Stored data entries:
============
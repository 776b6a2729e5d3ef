use std::sync::Arc;

use crate::backend::GenerationBackend;
use crate::error::{ClassificationError, IaResult};
use crate::prompt::PromptConfig;
use crate::retry::{RetryPolicy, RetryState};
use crate::types::{ClassificationResult, ModelOutput};

/// Processador de emails: prompt, chamada à IA, validação e retry
///
/// O cliente de IA é compartilhado somente leitura entre requisições.
/// `None` indica que a credencial não foi configurada.
#[derive(Clone)]
pub struct EmailProcessor {
    backend: Option<Arc<dyn GenerationBackend>>,
    prompt: PromptConfig,
    policy: RetryPolicy,
    credential_name: String,
}

impl EmailProcessor {
    pub fn new(backend: Option<Arc<dyn GenerationBackend>>) -> Self {
        Self {
            backend,
            prompt: PromptConfig::default(),
            policy: RetryPolicy::default(),
            credential_name: "GEMINI_API_KEY".to_string(),
        }
    }

    pub fn with_prompt(mut self, prompt: PromptConfig) -> Self {
        self.prompt = prompt;
        self
    }

    pub fn with_retry_policy(mut self, policy: RetryPolicy) -> Self {
        self.policy = policy;
        self
    }

    pub fn with_credential_name(mut self, name: impl Into<String>) -> Self {
        self.credential_name = name.into();
        self
    }

    pub fn is_initialized(&self) -> bool {
        self.backend.is_some()
    }

    pub fn retry_policy(&self) -> &RetryPolicy {
        &self.policy
    }

    /// Classifica o email em Produtivo/Improdutivo e sugere uma resposta
    pub async fn classify(&self, email_text: &str) -> IaResult<ClassificationResult> {
        if email_text.trim().is_empty() {
            return Err(ClassificationError::EmptyInput);
        }

        let backend = self
            .backend
            .as_ref()
            .ok_or_else(|| ClassificationError::Uninitialized(self.credential_name.clone()))?;

        let prompt = self.prompt.render(email_text);

        tracing::info!(
            "🔍 Classificando email ({} caracteres) com {} ({})",
            email_text.chars().count(),
            backend.name(),
            backend.model()
        );

        let mut state = RetryState {
            attempt: 1,
            ..RetryState::default()
        };

        loop {
            let err = match Self::attempt(backend.as_ref(), &prompt).await {
                Ok(result) => {
                    tracing::info!(
                        "✅ Classificação: {} (tentativa {}/{})",
                        result.category.label(),
                        state.attempt,
                        self.policy.max_attempts
                    );
                    return Ok(result);
                }
                Err(err) if err.is_transient() => err,
                Err(err) => return Err(err),
            };

            match state.next(&self.policy) {
                Some(next) => {
                    tracing::warn!(
                        "⚠️ Tentativa {}/{} falhou: {}. Tentando novamente em {:?}...",
                        state.attempt,
                        self.policy.max_attempts,
                        err,
                        next.delay
                    );
                    tokio::time::sleep(next.delay).await;
                    state = next;
                }
                None => {
                    tracing::error!(
                        "❌ Todas as {} tentativas de classificação falharam: {}",
                        state.attempt,
                        err
                    );
                    return Err(ClassificationError::RetriesExhausted {
                        attempts: state.attempt,
                        cause: err.failure_cause(),
                        last_error: err.to_string(),
                    });
                }
            }
        }
    }

    async fn attempt(
        backend: &dyn GenerationBackend,
        prompt: &str,
    ) -> IaResult<ClassificationResult> {
        let raw = backend.generate(prompt).await?;
        tracing::debug!("📋 Response JSON: {}", raw);
        ModelOutput::parse(&raw)
    }
}

#[cfg(test)]
mod tests {
    use super::*;
    use crate::error::{BackendError, FailureCause};
    use crate::types::Category;
    use async_trait::async_trait;
    use std::collections::VecDeque;
    use std::sync::Mutex;
    use std::time::Duration;
    use tokio::time::Instant;

    const VALID: &str = r#"{"category": "Produtivo", "suggested_reply": "Recebemos sua solicitação e ela está em andamento."}"#;

    /// Backend com respostas roteirizadas; registra o instante de cada chamada
    struct ScriptedBackend {
        responses: Mutex<VecDeque<Result<String, BackendError>>>,
        fallback: Option<String>,
        calls: Mutex<Vec<Instant>>,
    }

    impl ScriptedBackend {
        fn new(responses: Vec<Result<String, BackendError>>) -> Self {
            Self {
                responses: Mutex::new(responses.into()),
                fallback: None,
                calls: Mutex::new(Vec::new()),
            }
        }

        fn always(text: &str) -> Self {
            Self {
                fallback: Some(text.to_string()),
                ..Self::new(vec![])
            }
        }

        fn calls(&self) -> Vec<Instant> {
            self.calls.lock().unwrap().clone()
        }
    }

    #[async_trait]
    impl GenerationBackend for ScriptedBackend {
        async fn generate(&self, _prompt: &str) -> Result<String, BackendError> {
            self.calls.lock().unwrap().push(Instant::now());
            match self.responses.lock().unwrap().pop_front() {
                Some(response) => response,
                None => self
                    .fallback
                    .clone()
                    .ok_or(BackendError::Provider("script esgotado".to_string())),
            }
        }

        fn name(&self) -> &str {
            "scripted"
        }

        fn model(&self) -> &str {
            "test-model"
        }
    }

    fn processor(backend: &Arc<ScriptedBackend>) -> EmailProcessor {
        let backend: Arc<dyn GenerationBackend> = backend.clone();
        EmailProcessor::new(Some(backend))
    }

    #[tokio::test]
    async fn test_empty_input_makes_no_call() {
        let backend = Arc::new(ScriptedBackend::always(VALID));
        let processor = processor(&backend);

        for text in ["", "   \n\t "] {
            let err = processor.classify(text).await.unwrap_err();
            assert!(matches!(err, ClassificationError::EmptyInput));
        }
        assert!(backend.calls().is_empty());
    }

    #[tokio::test]
    async fn test_empty_input_wins_over_uninitialized() {
        let err = EmailProcessor::new(None).classify("").await.unwrap_err();
        assert!(matches!(err, ClassificationError::EmptyInput));
    }

    #[tokio::test]
    async fn test_uninitialized_client_short_circuits() {
        let processor = EmailProcessor::new(None).with_credential_name("OPENAI_API_KEY");

        let err = processor.classify("Preciso de suporte").await.unwrap_err();

        assert!(!processor.is_initialized());
        match err {
            ClassificationError::Uninitialized(name) => assert_eq!(name, "OPENAI_API_KEY"),
            other => panic!("erro inesperado: {:?}", other),
        }
    }

    #[tokio::test]
    async fn test_valid_text_yields_result() {
        let backend = Arc::new(ScriptedBackend::always(VALID));

        let result = processor(&backend)
            .classify("Qual o status do meu chamado?")
            .await
            .unwrap();

        assert_eq!(result.category, Category::Produtivo);
        assert!(!result.suggested_reply.is_empty());
        assert_eq!(backend.calls().len(), 1);
    }

    #[tokio::test(start_paused = true)]
    async fn test_transient_failures_then_success_backs_off() {
        let backend = Arc::new(ScriptedBackend::new(vec![
            Err(BackendError::Status {
                status: 503,
                body: "unavailable".to_string(),
            }),
            Err(BackendError::Transport("connection reset".to_string())),
            Ok(VALID.to_string()),
        ]));

        let result = processor(&backend).classify("Erro no login").await.unwrap();
        assert_eq!(result.category, Category::Produtivo);

        let calls = backend.calls();
        assert_eq!(calls.len(), 3);
        assert_eq!(calls[1] - calls[0], Duration::from_secs(1));
        assert_eq!(calls[2] - calls[1], Duration::from_secs(2));
    }

    #[tokio::test(start_paused = true)]
    async fn test_permanently_invalid_output_is_terminal() {
        let backend = Arc::new(ScriptedBackend::always("isto não é json"));

        let err = processor(&backend).classify("Bom dia").await.unwrap_err();

        match err {
            ClassificationError::RetriesExhausted { attempts, cause, .. } => {
                assert_eq!(attempts, 3);
                assert_eq!(cause, FailureCause::InvalidOutput);
            }
            other => panic!("erro inesperado: {:?}", other),
        }
        assert_eq!(backend.calls().len(), 3);
    }

    #[tokio::test(start_paused = true)]
    async fn test_api_failures_exhaust_with_api_cause() {
        let backend = Arc::new(ScriptedBackend::new(vec![]));
        let start = Instant::now();

        let err = processor(&backend).classify("Bom dia").await.unwrap_err();

        assert!(matches!(
            err,
            ClassificationError::RetriesExhausted {
                cause: FailureCause::ApiCommunication,
                ..
            }
        ));
        assert_eq!(start.elapsed(), Duration::from_secs(3));
    }

    #[tokio::test(start_paused = true)]
    async fn test_rejected_credential_is_not_retried() {
        let backend = Arc::new(ScriptedBackend::new(vec![
            Err(BackendError::Status {
                status: 401,
                body: "API key not valid".to_string(),
            }),
            Ok(VALID.to_string()),
        ]));
        let start = Instant::now();

        let err = processor(&backend).classify("Bom dia").await.unwrap_err();

        assert!(matches!(
            err,
            ClassificationError::Api(BackendError::Status { status: 401, .. })
        ));
        assert_eq!(backend.calls().len(), 1);
        assert_eq!(start.elapsed(), Duration::ZERO);
    }

    #[tokio::test(start_paused = true)]
    async fn test_rate_limit_is_retried() {
        let backend = Arc::new(ScriptedBackend::new(vec![
            Err(BackendError::Status {
                status: 429,
                body: "quota".to_string(),
            }),
            Ok(VALID.to_string()),
        ]));

        let result = processor(&backend).classify("Bom dia").await.unwrap();

        assert_eq!(result.category, Category::Produtivo);
        assert_eq!(backend.calls().len(), 2);
    }

    #[tokio::test(start_paused = true)]
    async fn test_missing_field_is_retried() {
        let backend = Arc::new(ScriptedBackend::new(vec![
            Ok(r#"{"category": "Improdutivo"}"#.to_string()),
            Ok(r#"{"category": "Improdutivo", "suggested_reply": "Obrigado pelo contato!"}"#.to_string()),
        ]));

        let result = processor(&backend).classify("Feliz aniversário!").await.unwrap();

        assert_eq!(result.category, Category::Improdutivo);
        assert_eq!(backend.calls().len(), 2);
    }

    #[tokio::test]
    async fn test_custom_policy_single_attempt() {
        let backend = Arc::new(ScriptedBackend::always("{}"));
        let processor = processor(&backend)
            .with_retry_policy(RetryPolicy::new(1, Duration::from_secs(1)));

        let err = processor.classify("texto").await.unwrap_err();

        assert!(matches!(err, ClassificationError::RetriesExhausted { attempts: 1, .. }));
        assert_eq!(backend.calls().len(), 1);
    }
}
============
Every line in the data above that contains the word "fallback" should be copied.

● **Result below**
        fallback: Option<String>,
                fallback: None,
                fallback: Some(text.to_string()),
                    .fallback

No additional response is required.